Action item:
Once the line with "repository 1f5b3a33e4e77f0a" is found in the entries below, repeat it and each following line exactly, up to and including the line with "use crate::requests::CustomerRequest;". Add no other lines.

»»

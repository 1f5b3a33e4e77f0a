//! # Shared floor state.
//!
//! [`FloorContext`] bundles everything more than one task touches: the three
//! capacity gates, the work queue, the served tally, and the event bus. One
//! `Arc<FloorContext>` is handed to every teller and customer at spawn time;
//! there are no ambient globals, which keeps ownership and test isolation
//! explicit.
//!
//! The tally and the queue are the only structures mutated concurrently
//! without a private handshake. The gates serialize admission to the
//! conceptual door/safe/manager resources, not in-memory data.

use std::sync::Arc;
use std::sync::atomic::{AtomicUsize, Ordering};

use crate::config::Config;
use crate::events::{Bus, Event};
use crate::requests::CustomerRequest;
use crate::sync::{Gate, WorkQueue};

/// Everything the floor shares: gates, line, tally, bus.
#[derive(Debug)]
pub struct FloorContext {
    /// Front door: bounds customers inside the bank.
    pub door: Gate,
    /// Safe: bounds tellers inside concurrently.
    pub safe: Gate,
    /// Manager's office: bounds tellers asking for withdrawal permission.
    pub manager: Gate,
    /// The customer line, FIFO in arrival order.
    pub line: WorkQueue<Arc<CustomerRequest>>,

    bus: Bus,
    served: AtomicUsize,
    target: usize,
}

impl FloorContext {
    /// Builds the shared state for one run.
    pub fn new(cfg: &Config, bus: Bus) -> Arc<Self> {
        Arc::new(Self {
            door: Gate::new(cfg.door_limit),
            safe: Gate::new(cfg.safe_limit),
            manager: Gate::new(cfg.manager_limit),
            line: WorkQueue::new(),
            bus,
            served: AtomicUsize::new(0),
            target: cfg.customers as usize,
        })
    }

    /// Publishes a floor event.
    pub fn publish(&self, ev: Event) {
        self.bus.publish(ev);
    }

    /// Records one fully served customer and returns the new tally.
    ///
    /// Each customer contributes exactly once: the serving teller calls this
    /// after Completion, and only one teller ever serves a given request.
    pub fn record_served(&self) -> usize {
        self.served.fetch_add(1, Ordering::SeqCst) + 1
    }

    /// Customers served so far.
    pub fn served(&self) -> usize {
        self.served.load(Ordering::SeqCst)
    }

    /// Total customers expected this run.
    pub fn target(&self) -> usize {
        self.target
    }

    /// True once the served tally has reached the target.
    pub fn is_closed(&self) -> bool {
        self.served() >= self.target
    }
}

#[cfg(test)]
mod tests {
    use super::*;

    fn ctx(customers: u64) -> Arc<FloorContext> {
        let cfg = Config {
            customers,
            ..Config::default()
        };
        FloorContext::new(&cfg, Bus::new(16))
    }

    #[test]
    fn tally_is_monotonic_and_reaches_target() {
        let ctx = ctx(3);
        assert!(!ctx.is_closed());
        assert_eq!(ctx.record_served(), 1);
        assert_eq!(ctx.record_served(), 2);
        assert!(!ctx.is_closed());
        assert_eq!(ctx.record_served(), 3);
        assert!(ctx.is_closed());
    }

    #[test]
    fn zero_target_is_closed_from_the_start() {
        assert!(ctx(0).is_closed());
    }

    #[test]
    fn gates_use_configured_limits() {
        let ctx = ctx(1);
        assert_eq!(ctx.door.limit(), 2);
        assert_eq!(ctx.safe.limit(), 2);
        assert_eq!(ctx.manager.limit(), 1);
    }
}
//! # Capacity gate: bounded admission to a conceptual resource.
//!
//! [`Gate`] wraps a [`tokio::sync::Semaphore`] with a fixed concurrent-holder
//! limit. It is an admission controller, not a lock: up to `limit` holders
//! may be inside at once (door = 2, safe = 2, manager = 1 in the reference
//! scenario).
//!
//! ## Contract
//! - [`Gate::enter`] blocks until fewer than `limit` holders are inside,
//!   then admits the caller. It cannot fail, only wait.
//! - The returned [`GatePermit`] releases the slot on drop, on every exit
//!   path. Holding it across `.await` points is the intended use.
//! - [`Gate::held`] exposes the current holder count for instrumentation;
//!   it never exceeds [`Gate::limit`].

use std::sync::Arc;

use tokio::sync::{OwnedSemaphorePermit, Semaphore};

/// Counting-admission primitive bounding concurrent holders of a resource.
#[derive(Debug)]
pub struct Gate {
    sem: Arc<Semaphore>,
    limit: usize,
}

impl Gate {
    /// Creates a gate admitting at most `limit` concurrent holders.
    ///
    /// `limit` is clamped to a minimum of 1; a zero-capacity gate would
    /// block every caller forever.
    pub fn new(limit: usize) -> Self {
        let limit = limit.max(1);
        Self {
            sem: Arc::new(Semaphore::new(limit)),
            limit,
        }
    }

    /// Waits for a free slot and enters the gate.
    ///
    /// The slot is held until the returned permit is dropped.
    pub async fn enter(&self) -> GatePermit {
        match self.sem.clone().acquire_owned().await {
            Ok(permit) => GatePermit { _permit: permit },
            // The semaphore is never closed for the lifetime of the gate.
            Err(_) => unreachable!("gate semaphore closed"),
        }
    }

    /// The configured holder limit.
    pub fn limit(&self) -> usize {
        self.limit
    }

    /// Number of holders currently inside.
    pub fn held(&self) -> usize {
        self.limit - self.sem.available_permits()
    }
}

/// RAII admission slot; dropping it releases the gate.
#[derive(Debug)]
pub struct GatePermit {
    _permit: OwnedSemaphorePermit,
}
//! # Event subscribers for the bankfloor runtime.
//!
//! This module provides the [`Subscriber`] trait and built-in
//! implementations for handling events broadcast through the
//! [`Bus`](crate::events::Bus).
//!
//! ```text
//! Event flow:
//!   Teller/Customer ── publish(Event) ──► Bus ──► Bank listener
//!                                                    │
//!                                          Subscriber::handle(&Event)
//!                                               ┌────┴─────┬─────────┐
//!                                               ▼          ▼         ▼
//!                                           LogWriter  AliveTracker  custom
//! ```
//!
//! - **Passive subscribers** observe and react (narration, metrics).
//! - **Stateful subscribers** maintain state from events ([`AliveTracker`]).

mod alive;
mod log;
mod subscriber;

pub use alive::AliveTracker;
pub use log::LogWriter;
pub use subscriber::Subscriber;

««
»»

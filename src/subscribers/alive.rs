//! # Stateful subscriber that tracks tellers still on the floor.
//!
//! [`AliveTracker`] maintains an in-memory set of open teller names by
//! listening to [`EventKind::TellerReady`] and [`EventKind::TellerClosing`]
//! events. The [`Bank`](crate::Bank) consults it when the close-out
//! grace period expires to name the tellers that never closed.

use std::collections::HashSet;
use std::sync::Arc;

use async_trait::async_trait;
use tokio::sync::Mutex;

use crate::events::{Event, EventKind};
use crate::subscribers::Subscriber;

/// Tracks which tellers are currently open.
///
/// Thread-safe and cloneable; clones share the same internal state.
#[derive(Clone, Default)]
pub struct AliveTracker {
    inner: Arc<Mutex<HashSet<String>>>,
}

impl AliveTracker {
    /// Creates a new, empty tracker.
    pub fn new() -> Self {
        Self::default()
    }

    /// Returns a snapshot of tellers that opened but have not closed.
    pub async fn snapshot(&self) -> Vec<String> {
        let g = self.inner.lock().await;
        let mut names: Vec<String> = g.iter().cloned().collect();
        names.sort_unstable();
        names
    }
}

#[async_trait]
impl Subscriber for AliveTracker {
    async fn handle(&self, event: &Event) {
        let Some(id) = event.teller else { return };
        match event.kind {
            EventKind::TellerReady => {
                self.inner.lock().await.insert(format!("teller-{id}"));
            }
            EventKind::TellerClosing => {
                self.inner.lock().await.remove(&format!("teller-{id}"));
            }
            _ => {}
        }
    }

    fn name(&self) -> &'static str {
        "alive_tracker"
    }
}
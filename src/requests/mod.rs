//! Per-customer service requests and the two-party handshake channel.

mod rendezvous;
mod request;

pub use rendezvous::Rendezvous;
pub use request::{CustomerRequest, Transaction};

««

Solution for this problem:
repository 1f5b3a33e4e77f0a
//! # Shared floor state.
//!
//! [`FloorContext`] bundles everything more than one task touches: the three
//! capacity gates, the work queue, the served tally, and the event bus. One
//! `Arc<FloorContext>` is handed to every teller and customer at spawn time;
//! there are no ambient globals, which keeps ownership and test isolation
//! explicit.
//!
//! The tally and the queue are the only structures mutated concurrently
//! without a private handshake. The gates serialize admission to the
//! conceptual door/safe/manager resources, not in-memory data.

use std::sync::Arc;
use std::sync::atomic::{AtomicUsize, Ordering};

use crate::config::Config;
use crate::events::{Bus, Event};
use crate::requests::CustomerRequest;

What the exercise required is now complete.